То же с автобиографической прозой — она постоянно напоминает нам, что мы не являемся единственными носителями опыта. Напоминает нам, что наш опыт не универсален.
Миры автобиографической прозы — не убежища.
Написав это, я поразмышляла еще немного и пришла к выводу, что мир автобиографической прозы может стать убежищем для читателя. Если читатель проявит щедрость к бытию и способу мышления другого. Проявить щедрость — это не отщипнуть от себя, это значит создать новое пространство, в котором возможно не только «я», но и «мы».
Все, что я узнала о прошлом, было прочитано мной в мемуарной прозе. Эти тексты научили меня мыслить и писать. Эти тексты стали частью моего опыта.

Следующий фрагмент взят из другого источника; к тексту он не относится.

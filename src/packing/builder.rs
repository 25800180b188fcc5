//! Packing list derivation
//!
//! Turns a trip context and destination into a bounded list of items:
//! essentials, toiletries, temperature-appropriate clothing, climate extras
//! and business attire, reduced to the luggage cap.

use rand::Rng;
use std::fmt;
use tracing::debug;

use super::capacity::{CapacityOutcome, enforce_cap};
use super::items::{Item, ItemCounts};
use super::quantities::{BaseQuantities, compute_base_quantities, packed_dress_count};
use crate::models::{ClimateClass, Destination, Gender, LuggageType, TripContext};

/// Above this average temperature the hot-weather wardrobe is packed
pub const HOT_THRESHOLD_C: f64 = 25.0;
/// Below this average temperature the cold-weather wardrobe is packed
pub const COLD_THRESHOLD_C: f64 = 10.0;
/// Above this, a full set of bikinis instead of a single one
pub const BEACH_THRESHOLD_C: f64 = 28.0;

const ESSENTIALS: [Item; 8] = [
    Item::Toothbrush,
    Item::Toothpaste,
    Item::Deodorant,
    Item::PhoneCharger,
    Item::Wallet,
    Item::Passport,
    Item::Medications,
    Item::PowerAdapter,
];

const TOILETRIES: [Item; 5] = [
    Item::Shampoo,
    Item::Conditioner,
    Item::FaceWash,
    Item::FaceMoisturizer,
    Item::BrushComb,
];

#[derive(Debug, Clone, Copy, PartialEq, Eq)]
pub enum TemperatureBand {
    Hot,
    Cold,
    Temperate,
}

impl TemperatureBand {
    #[must_use]
    pub fn from_celsius(avg_temp: f64) -> Self {
        if avg_temp > HOT_THRESHOLD_C {
            TemperatureBand::Hot
        } else if avg_temp < COLD_THRESHOLD_C {
            TemperatureBand::Cold
        } else {
            TemperatureBand::Temperate
        }
    }
}

/// Final list for one trip
#[derive(Debug, Clone, PartialEq, Eq)]
pub struct PackingList {
    pub items: ItemCounts,
    /// Luggage cap the list was reduced to
    pub cap: u32,
    pub outcome: CapacityOutcome,
}

impl PackingList {
    #[must_use]
    pub fn total(&self) -> u32 {
        self.items.total()
    }
}

impl fmt::Display for PackingList {
    fn fmt(&self, f: &mut fmt::Formatter<'_>) -> fmt::Result {
        fmt::Display::fmt(&self.items, f)
    }
}

pub struct PackingListBuilder;

impl PackingListBuilder {
    /// Build the packing list for a trip.
    ///
    /// Randomness is only consumed when the list has to be cut down to the
    /// luggage cap.
    #[tracing::instrument(
        name = "build_packing_list",
        level = "debug",
        skip(destination, rng),
        fields(destination = %destination.name, climate = %destination.climate)
    )]
    pub fn build<R: Rng + ?Sized>(
        trip: &TripContext,
        destination: &Destination,
        rng: &mut R,
    ) -> PackingList {
        let quantities = compute_base_quantities(trip.duration_days, trip.is_business);
        debug!(base = %quantities.to_item_counts(), "base quantities");
        let mut items = Self::collect_items(trip, destination.climate, &quantities);

        let cap = trip.luggage.capacity();
        let outcome = enforce_cap(&mut items, cap, rng);
        debug!(total = items.total(), cap, ?outcome, "packing list built");

        PackingList {
            items,
            cap,
            outcome,
        }
    }

    /// Everything the trip calls for, before the luggage cap is applied
    #[must_use]
    pub fn collect_items(
        trip: &TripContext,
        climate: ClimateClass,
        quantities: &BaseQuantities,
    ) -> ItemCounts {
        let mut items = ItemCounts::new();

        for item in ESSENTIALS {
            items.add(item, 1);
        }

        if trip.duration_days > 3 || trip.luggage == LuggageType::Checked {
            for item in TOILETRIES {
                items.add(item, 1);
            }
        }

        Self::add_weather_clothing(&mut items, trip, quantities);
        Self::add_climate_extras(&mut items, climate, trip.duration_days);

        if trip.is_business {
            Self::add_business_attire(&mut items, trip.gender, trip.duration_days, quantities);
        }

        items
    }

    fn add_weather_clothing(items: &mut ItemCounts, trip: &TripContext, q: &BaseQuantities) {
        let days = trip.duration_days;

        match TemperatureBand::from_celsius(trip.avg_temp) {
            TemperatureBand::Hot => {
                match trip.gender {
                    Gender::Female => {
                        let bikinis = if trip.avg_temp > BEACH_THRESHOLD_C {
                            (days / 2).min(3)
                        } else {
                            1
                        };
                        items.add(Item::Bikini, bikinis);
                        items.add(Item::SummerDress, (days / 2).min(4));
                    }
                    Gender::Male => items.add(Item::SwimmingTrunks, (days / 3).min(2)),
                    Gender::NonBinary => items.add(Item::SwimmingSuit, (days / 3).min(2)),
                }
                items.add(Item::Shorts, q.shorts);
                items.add(Item::TankTop, q.t_shirt);
            }
            TemperatureBand::Cold => {
                items.add(Item::Sweater, (days / 2).min(4));
                items.add(Item::ThermalUnderwear, if days > 3 { 2 } else { 1 });
                items.add(Item::WinterCoat, 1);
                items.add(Item::Gloves, 1);
                items.add(Item::WoolScarf, 1);
                items.add(Item::Beanie, 1);
                items.add(Item::WoolSocks, (days / 2).min(4));
            }
            TemperatureBand::Temperate => {
                items.add(Item::TShirt, q.t_shirt);
                items.add(Item::Jeans, q.pants);
                items.add(Item::LightJacket, 1);
                items.add(Item::Sneakers, 1);
            }
        }
    }

    fn add_climate_extras(items: &mut ItemCounts, climate: ClimateClass, days: u32) {
        match climate {
            ClimateClass::Tropical => {
                items.add(Item::Sunscreen, 1 + days / 7);
                items.add(Item::InsectRepellent, 1 + days / 7);
            }
            ClimateClass::Desert => {
                items.add(Item::Sunscreen, 2 + days / 5);
                items.add(Item::HeadCovering, 1);
            }
            ClimateClass::Temperate
            | ClimateClass::Mediterranean
            | ClimateClass::Continental
            | ClimateClass::Polar
            | ClimateClass::Other => {}
        }
    }

    fn add_business_attire(items: &mut ItemCounts, gender: Gender, days: u32, q: &BaseQuantities) {
        let Some(attire) = q.business else {
            return;
        };

        items.add(Item::DressShirt, attire.dress_shirt);
        items.add(Item::DressPants, attire.dress_pants);
        items.add(Item::Blazer, attire.blazer);
        if gender == Gender::Male {
            items.add(Item::Tie, attire.tie);
        }
        items.add(Item::DressShoes, attire.dress_shoes);
        items.add(Item::Belt, attire.belt);
        if gender == Gender::Female {
            items.add(Item::Dress, packed_dress_count(days));
        }
    }
}
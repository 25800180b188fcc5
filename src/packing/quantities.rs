//! Base clothing quantities from trip length
//!
//! Pure functions of `(duration_days, is_business)`; no randomness.

use super::items::{Item, ItemCounts};

/// Business attire counts shared by the quantity calculator and the builder
#[derive(Debug, Clone, Copy, PartialEq, Eq)]
pub struct BusinessAttire {
    pub dress_shirt: u32,
    pub dress_pants: u32,
    pub blazer: u32,
    /// Tie count before the gender rule is applied
    pub tie: u32,
    pub belt: u32,
    pub dress_shoes: u32,
}

impl BusinessAttire {
    #[must_use]
    pub fn for_duration(duration_days: u32) -> Self {
        let short_trip = duration_days <= 3;
        Self {
            dress_shirt: duration_days.saturating_sub(1).min(6),
            dress_pants: (duration_days / 2).min(3),
            blazer: if short_trip { 1 } else { 2 },
            tie: duration_days.saturating_sub(1).min(5),
            belt: 1,
            dress_shoes: if short_trip { 1 } else { 2 },
        }
    }
}

/// Dress count reported by the quantity calculator
#[must_use]
pub fn advisory_dress_count(duration_days: u32) -> u32 {
    if duration_days > 3 {
        (duration_days / 2).min(4)
    } else {
        2
    }
}

/// Dress count actually packed for a business trip
#[must_use]
pub fn packed_dress_count(duration_days: u32) -> u32 {
    (duration_days / 2).min(4)
}

/// Base clothing counts for a trip
#[derive(Debug, Clone, Copy, PartialEq, Eq)]
pub struct BaseQuantities {
    pub underwear: u32,
    pub socks: u32,
    pub t_shirt: u32,
    pub pants: u32,
    pub shorts: u32,
    pub business: Option<BusinessAttire>,
    pub dress: Option<u32>,
}

/// Compute base clothing quantities, assuming laundry roughly once a week
#[must_use]
pub fn compute_base_quantities(duration_days: u32, is_business: bool) -> BaseQuantities {
    let t_shirt = if is_business {
        (duration_days / 2).min(4)
    } else {
        duration_days.min(7)
    };
    let bottoms = (duration_days / 2 + 1).min(4);

    BaseQuantities {
        underwear: duration_days.saturating_add(1),
        socks: duration_days.saturating_add(1),
        t_shirt,
        pants: bottoms,
        shorts: bottoms,
        business: is_business.then(|| BusinessAttire::for_duration(duration_days)),
        dress: is_business.then(|| advisory_dress_count(duration_days)),
    }
}

impl BaseQuantities {
    /// Mapping view with zero counts dropped
    #[must_use]
    pub fn to_item_counts(&self) -> ItemCounts {
        let mut counts = ItemCounts::new();
        counts.add(Item::Underwear, self.underwear);
        counts.add(Item::Socks, self.socks);
        counts.add(Item::TShirt, self.t_shirt);
        counts.add(Item::Pants, self.pants);
        counts.add(Item::Shorts, self.shorts);

        if let Some(attire) = self.business {
            counts.add(Item::DressShirt, attire.dress_shirt);
            counts.add(Item::DressPants, attire.dress_pants);
            counts.add(Item::Blazer, attire.blazer);
            counts.add(Item::Tie, attire.tie);
            counts.add(Item::Belt, attire.belt);
            counts.add(Item::DressShoes, attire.dress_shoes);
        }
        if let Some(dress) = self.dress {
            counts.add(Item::Dress, dress);
        }
        counts
    }
}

Однажды я читала статью антропологов, посвященную музеям памяти. В ней исследовательницы Елена Рождественская и Ирина Тартаковская предложили термин «вторичная (эмпатическая) травма». Этим термином описывают опыт человека, который не переживал события N, но, столкнувшись с ним в пространстве музея, проживает его опосредованно — таким образом, посетитель становится носителем памяти о событии N.
Мне бы хотелось перенести это понятие в разговор о литературе. Об автобиографической прозе в первую очередь. Автобиографическая проза дает нам шанс вместить в себя истории и принципы мышления других, дополнить нашу память.
Для этого нам всего лишь нужно проявить щедрость.